Data provided:
use std::sync::Arc;

use common::SensorStateStore;
use transmitter_rs::{http_transmitter, Collector, CollectorMock, Transmitter};

use crate::config::LoggerConfig;
use crate::controller::SessionController;
use crate::errors::SessionError;

/// Builds a session controller that delivers sessions to the HTTP collector
/// at `config.base_url`, reading from the given sensor store.
///
/// An error Config is returned if the configuration is invalid, and
/// Transmit(ClientBuild) if the HTTP client cannot be created.
pub fn run_http_session_controller(
    config: LoggerConfig,
    sensors: Arc<SensorStateStore>,
) -> Result<Arc<SessionController<Collector>>, SessionError> {
    config.validate()?;
    let transmitter = http_transmitter(&config.base_url, config.request_timeout())?;
    log::info!("Sessions will be delivered to {}", config.base_url);
    Ok(Arc::new(SessionController::with_sensors(
        config,
        sensors,
        transmitter,
    )?))
}

/// Builds a session controller whose sessions are kept in memory.
///
/// The recorded sessions are available from the returned collector.
pub fn run_mock_session_controller(
    config: LoggerConfig,
    sensors: Arc<SensorStateStore>,
) -> Result<(Arc<SessionController<CollectorMock>>, Arc<CollectorMock>), SessionError> {
    config.validate()?;
    let collector = Arc::new(CollectorMock::new());
    let transmitter = Transmitter::from_shared(collector.clone());
    let controller = Arc::new(SessionController::with_sensors(config, sensors, transmitter)?);
    Ok((controller, collector))
}
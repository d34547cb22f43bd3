use log::{error, info, warn};
use std::sync::Arc;
use std::time::Duration;
use tokio::task::JoinHandle;

use common::SessionSnapshot;

use crate::adapters::{mock::CollectorMock, production::Collector};
use crate::errors::TransmitError;
use crate::ports::CollectorPort;

/// Hands session records to a collector without making the caller wait.
///
/// Every dispatch runs in its own detached task, and failures are logged there
/// and never reach the session lifecycle. Cloning shares the collector.
pub struct Transmitter<C>
where
    C: CollectorPort,
{
    collector: Arc<C>,
}

impl<C> Clone for Transmitter<C>
where
    C: CollectorPort,
{
    fn clone(&self) -> Self {
        Self {
            collector: self.collector.clone(),
        }
    }
}

impl<C> Transmitter<C>
where
    C: CollectorPort + 'static,
{
    pub fn new(collector: C) -> Self {
        Self {
            collector: Arc::new(collector),
        }
    }

    pub fn from_shared(collector: Arc<C>) -> Self {
        Self { collector }
    }

    pub fn collector(&self) -> Arc<C> {
        self.collector.clone()
    }

    /// Fire-and-forget start notification.
    pub fn dispatch_session_start(&self) -> JoinHandle<()> {
        let collector = self.collector.clone();
        tokio::spawn(async move {
            if let Err(e) = collector.send_session_start().await {
                warn!("Session start notification failed: {}", e);
            }
        })
    }

    /// Sends the snapshot in a detached task and returns at once.
    ///
    /// The snapshot is moved into the task and dropped once the single attempt
    /// completes. Awaiting the handle is optional and only exposes the outcome.
    pub fn dispatch_session_end(
        &self,
        snapshot: SessionSnapshot,
    ) -> JoinHandle<Result<(), TransmitError>> {
        let collector = self.collector.clone();
        tokio::spawn(async move {
            let result = collector.send_session_end(&snapshot).await;
            match &result {
                Ok(()) => info!(
                    "Session of {}s delivered ({} heart-rate, {} imu samples)",
                    snapshot.duration_seconds,
                    snapshot.heart_rates.len(),
                    snapshot.imu.len()
                ),
                Err(e) => error!(
                    "Session of {}s could not be delivered: {}",
                    snapshot.duration_seconds, e
                ),
            }
            result
        })
    }
}

/// Builds a transmitter talking to the HTTP collector at `base_url`.
///
/// An error ClientBuild is returned if the HTTP client cannot be created.
pub fn http_transmitter(
    base_url: &str,
    timeout: Duration,
) -> Result<Transmitter<Collector>, TransmitError> {
    let collector = Collector::new(base_url, timeout)?;
    Ok(Transmitter::new(collector))
}

/// Builds a transmitter that keeps every session in memory.
pub fn mock_transmitter() -> Transmitter<CollectorMock> {
    Transmitter::new(CollectorMock::new())
}
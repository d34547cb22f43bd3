pub mod rotation;
pub mod xyz;

pub use rotation::RotationSample;
pub use xyz::XYZ;
//! Wire format of the collector's `/end` payload.

use common::SessionSnapshot;

use crate::errors::TransmitError;

/// Validates the snapshot and encodes it as a UTF-8 JSON body.
///
/// Returns a Serialization error for a snapshot that breaks the sampler's
/// invariants or that JSON cannot represent.
pub fn encode_session(snapshot: &SessionSnapshot) -> Result<Vec<u8>, TransmitError> {
    snapshot.validate()?;
    Ok(serde_json::to_vec(snapshot)?)
}

/// Parses a `/end` body back into a snapshot.
pub fn decode_session(body: &[u8]) -> Result<SessionSnapshot, TransmitError> {
    Ok(serde_json::from_slice(body)?)
}

#[cfg(test)]
mod tests {
    use super::*;
    use common::{HeartRateSample, ImuSample, RotationSample, XYZ};
    use serde_json::{json, Value};

    fn snapshot() -> SessionSnapshot {
        SessionSnapshot::new(
            vec![HeartRateSample::new(10_000, 72), HeartRateSample::new(20_000, 75)],
            vec![RotationSample::new(0.0, 0.5, 0.25, 1.0); 2],
            vec![
                ImuSample::from_readings(50, XYZ::new([0.0, 0.0, 9.75]), XYZ::default()),
                ImuSample::from_readings(100, XYZ::new([0.5, 0.0, 9.75]), XYZ::new([0.0, 0.125, 0.0])),
            ],
            21,
            0.1,
            20,
        )
    }

    #[test]
    fn test_encode_session_payload() {
        let body = encode_session(&snapshot()).unwrap();
        let value: Value = serde_json::from_slice(&body).unwrap();

        assert_eq!(
            value,
            json!({
                "heart_rates": [{"t": 10000, "bpm": 72}, {"t": 20000, "bpm": 75}],
                "rotation_vectors": [
                    {"x": 0.0, "y": 0.5, "z": 0.25, "w": 1.0},
                    {"x": 0.0, "y": 0.5, "z": 0.25, "w": 1.0}
                ],
                "imu": [
                    {"t": 50, "ax": 0.0, "ay": 0.0, "az": 9.75, "gx": 0.0, "gy": 0.0, "gz": 0.0},
                    {"t": 100, "ax": 0.5, "ay": 0.0, "az": 9.75, "gx": 0.0, "gy": 0.125, "gz": 0.0}
                ],
                "duration": 21,
                "heart_rate_hz": 0.1,
                "imu_hz": 20
            })
        );
    }

    #[test]
    fn test_encode_empty_session() {
        let snapshot = SessionSnapshot::new(vec![], vec![], vec![], 0, 0.1, 20);
        let value: Value = serde_json::from_slice(&encode_session(&snapshot).unwrap()).unwrap();
        assert_eq!(value["heart_rates"], json!([]));
        assert_eq!(value["rotation_vectors"], json!([]));
        assert_eq!(value["imu"], json!([]));
        assert_eq!(value["duration"], json!(0));
    }

    #[test]
    fn test_decode_matches_encoded_snapshot() {
        let snapshot = snapshot();
        let decoded = decode_session(&encode_session(&snapshot).unwrap()).unwrap();
        assert_eq!(decoded, snapshot);
    }

    #[test]
    fn test_encode_rejects_non_finite_sample() {
        let mut snapshot = snapshot();
        snapshot.imu[1].gx = f32::INFINITY;
        let result = encode_session(&snapshot);
        assert!(matches!(result, Err(TransmitError::Serialization(_))));
    }

    #[test]
    fn test_decode_rejects_garbage() {
        let result = decode_session(b"{\"heart_rates\": 3}");
        assert!(matches!(result, Err(TransmitError::Serialization(_))));
    }
}
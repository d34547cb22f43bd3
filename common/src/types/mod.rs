pub mod callback;
pub mod clock;
pub mod sensors;
pub mod session;
pub mod timed;
pub mod untimed;

pub use callback::Callback;
pub use clock::Clock;
pub use sensors::{LatestValue, SensorEvent, SensorKind, SensorStateStore};
pub use session::{SessionEvent, SessionPhase, SessionSnapshot, SessionState};
pub use timed::{HeartRateSample, ImuSample};
pub use untimed::{RotationSample, XYZ};
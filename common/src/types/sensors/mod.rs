pub mod latest_value;
pub mod sensor_event;
pub mod sensor_kind;
pub mod sensor_state;

pub use latest_value::LatestValue;
pub use sensor_event::SensorEvent;
pub use sensor_kind::SensorKind;
pub use sensor_state::SensorStateStore;
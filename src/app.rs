use axum::{routing::get, Router};
use tower_http::{cors::CorsLayer, trace::TraceLayer};

use crate::state::AppState;
use crate::users;

pub fn build_app(state: AppState) -> Router {
    Router::new()
        .nest(
            "/api/v1",
            Router::new()
                .merge(users::router())
                .route("/health", get(|| async { "ok" })),
        )
        .fallback(users::handlers::route_not_found)
        .with_state(state)
        .layer(CorsLayer::permissive())
        .layer(
            TraceLayer::new_for_http()
                .make_span_with(|req: &axum::http::Request<_>| {
                    let method = req.method().clone();
                    let uri = req.uri().clone();
                    tracing::info_span!("http_request", %method, uri = %uri, status = tracing::field::Empty)
                })
                .on_response(
                    |res: &axum::http::Response<_>,
                     latency: std::time::Duration,
                     span: &tracing::Span| {
                        let status = res.status();
                        span.record("status", tracing::field::display(status));
                        let latency_ms = latency.as_millis() as u64;
                        if status.is_server_error() {
                            tracing::error!(%status, latency_ms, "response");
                        } else {
                            tracing::info!(%status, latency_ms, "response");
                        }
                    },
                ),
        )
}

pub async fn serve(app: Router, addr: std::net::SocketAddr) -> anyhow::Result<()> {
    tracing::info!("listening on {}", addr);
    let listener = tokio::net::TcpListener::bind(addr).await?;
    axum::serve(listener, app).await?;
    Ok(())
}
use anyhow::Context;
use sqlx::{postgres::PgPoolOptions, PgPool};
use tracing::info;

use crate::config::AppConfig;

/// Open the connection pool and apply the embedded migrations.
pub async fn connect(config: &AppConfig) -> anyhow::Result<PgPool> {
    let db = PgPoolOptions::new()
        .max_connections(config.db_max_connections)
        .connect(&config.database_url)
        .await
        .context("connect to database")?;

    sqlx::migrate!("./migrations")
        .run(&db)
        .await
        .context("run migrations")?;
    info!(max_connections = config.db_max_connections, "database ready");

    Ok(db)
}
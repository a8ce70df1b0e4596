use lazy_static::lazy_static;
use regex::Regex;
use serde::Serialize;
use sqlx::FromRow;
use thiserror::Error;
use time::OffsetDateTime;

/// User record in the database.
#[derive(Debug, Clone, FromRow)]
pub struct UserRow {
    pub id: i64,
    pub username: String,
    pub email: String,
    pub password: String, // argon2 PHC string
    pub created_at: Option<OffsetDateTime>,
    pub updated_at: Option<OffsetDateTime>,
}

/// Public projection of a user. Has no password field at all.
#[derive(Debug, Clone, PartialEq, Eq, Serialize)]
pub struct UserResponse {
    pub id: i64,
    pub username: String,
    pub email: String,
    #[serde(with = "time::serde::rfc3339::option")]
    pub created_at: Option<OffsetDateTime>,
    #[serde(with = "time::serde::rfc3339::option")]
    pub updated_at: Option<OffsetDateTime>,
}

impl From<UserRow> for UserResponse {
    fn from(r: UserRow) -> Self {
        Self {
            id: r.id,
            username: r.username,
            email: r.email,
            created_at: r.created_at,
            updated_at: r.updated_at,
        }
    }
}

/// Insert payload handed to the repository. `password` must already be hashed
/// by the time it gets there.
#[derive(Debug, Clone)]
pub struct NewUser {
    pub username: String,
    pub email: String,
    pub password: String,
}

/// Partial update. `None` leaves the stored column untouched.
#[derive(Debug, Clone, Default)]
pub struct UserPatch {
    pub username: Option<String>,
    pub email: Option<String>,
    pub password: Option<String>,
}

#[derive(Debug, Error, PartialEq, Eq)]
pub enum ValidationError {
    #[error("username must not be blank")]
    EmptyUsername,
    #[error("email must not be blank")]
    EmptyEmail,
    #[error("email is not a valid email address")]
    InvalidEmail,
    #[error("password is required")]
    EmptyPassword,
}

fn is_valid_email(email: &str) -> bool {
    lazy_static! {
        static ref EMAIL_RE: Regex = Regex::new(r"^[^@\s]+@[^@\s]+\.[^@\s]+$").unwrap();
    }
    EMAIL_RE.is_match(email)
}

impl NewUser {
    pub fn validate(&self) -> Result<(), ValidationError> {
        if self.username.trim().is_empty() {
            return Err(ValidationError::EmptyUsername);
        }
        if self.email.trim().is_empty() {
            return Err(ValidationError::EmptyEmail);
        }
        if !is_valid_email(&self.email) {
            return Err(ValidationError::InvalidEmail);
        }
        if self.password.is_empty() {
            return Err(ValidationError::EmptyPassword);
        }
        Ok(())
    }
}

impl UserPatch {
    pub fn validate(&self) -> Result<(), ValidationError> {
        if self.username.as_deref().is_some_and(|u| u.trim().is_empty()) {
            return Err(ValidationError::EmptyUsername);
        }
        match self.email.as_deref() {
            Some(email) if !is_valid_email(email) => Err(ValidationError::InvalidEmail),
            _ => Ok(()),
        }
    }
}
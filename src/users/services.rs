use std::sync::Arc;

use async_trait::async_trait;

use crate::users::entity::{NewUser, UserPatch, UserResponse};
use crate::users::repo::{RepoResult, UserRepository};

/// Application-level operations on users, sitting between the HTTP handlers
/// and the repository. Business rules (auditing, authorization) attach here.
#[async_trait]
pub trait UserUsecase: Send + Sync {
    async fn register_user(&self, user: NewUser) -> RepoResult<UserResponse>;
    async fn find_all_users(&self) -> RepoResult<Vec<UserResponse>>;
    async fn find_user_by_id(&self, id: i64) -> RepoResult<UserResponse>;
    async fn find_user_by_username(&self, username: &str) -> RepoResult<UserResponse>;
    async fn find_user_by_email(&self, email: &str) -> RepoResult<UserResponse>;
    async fn update_user(&self, id: i64, patch: UserPatch) -> RepoResult<UserResponse>;
    async fn delete_user(&self, id: i64) -> RepoResult<()>;
}

#[derive(Clone)]
pub struct UserService {
    repository: Arc<dyn UserRepository>,
}

impl UserService {
    pub fn new(repository: Arc<dyn UserRepository>) -> Self {
        Self { repository }
    }
}

#[async_trait]
impl UserUsecase for UserService {
    async fn register_user(&self, user: NewUser) -> RepoResult<UserResponse> {
        self.repository.create_user(user).await
    }

    async fn find_all_users(&self) -> RepoResult<Vec<UserResponse>> {
        self.repository.find_all_users().await
    }

    async fn find_user_by_id(&self, id: i64) -> RepoResult<UserResponse> {
        self.repository.find_user_by_id(id).await
    }

    async fn find_user_by_username(&self, username: &str) -> RepoResult<UserResponse> {
        self.repository.find_user_by_username(username).await
    }

    async fn find_user_by_email(&self, email: &str) -> RepoResult<UserResponse> {
        self.repository.find_user_by_email(email).await
    }

    async fn update_user(&self, id: i64, patch: UserPatch) -> RepoResult<UserResponse> {
        self.repository.update_user(id, patch).await
    }

    async fn delete_user(&self, id: i64) -> RepoResult<()> {
        self.repository.delete_user(id).await
    }
}
use axum::{
    http::StatusCode,
    response::{IntoResponse, Response},
    Json,
};
use thiserror::Error;

use crate::users::dto::MessageEnvelope;
use crate::users::entity::ValidationError;

/// HTTP-facing error. Only the handlers build these; lower layers hand back
/// `RepoError` / `ValidationError` and the handler decides the status.
#[derive(Debug, Error)]
pub enum ApiError {
    #[error("{0}")]
    BadRequest(String),
    #[error("{0}")]
    NotFound(String),
    #[error("{0}")]
    Conflict(String),
    #[error("{0}")]
    Internal(String),
}

pub type ApiResult<T> = Result<T, ApiError>;

impl ApiError {
    pub fn status_code(&self) -> StatusCode {
        match self {
            ApiError::BadRequest(_) => StatusCode::BAD_REQUEST,
            ApiError::NotFound(_) => StatusCode::NOT_FOUND,
            ApiError::Conflict(_) => StatusCode::CONFLICT,
            ApiError::Internal(_) => StatusCode::INTERNAL_SERVER_ERROR,
        }
    }

    pub fn internal(e: impl std::fmt::Display) -> Self {
        ApiError::Internal(e.to_string())
    }
}

impl From<ValidationError> for ApiError {
    fn from(e: ValidationError) -> Self {
        ApiError::BadRequest(e.to_string())
    }
}

impl IntoResponse for ApiError {
    fn into_response(self) -> Response {
        let status = self.status_code();
        (status, Json(MessageEnvelope::error(self.to_string()))).into_response()
    }
}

Action item: Reproduce exactly the line that holds "fn into_response(self) ->", then every line after it, ending with the final line of the records above.

Answer for this exercise:
    fn into_response(self) -> Response {
        let status = self.status_code();
        (status, Json(MessageEnvelope::error(self.to_string()))).into_response()
    }
}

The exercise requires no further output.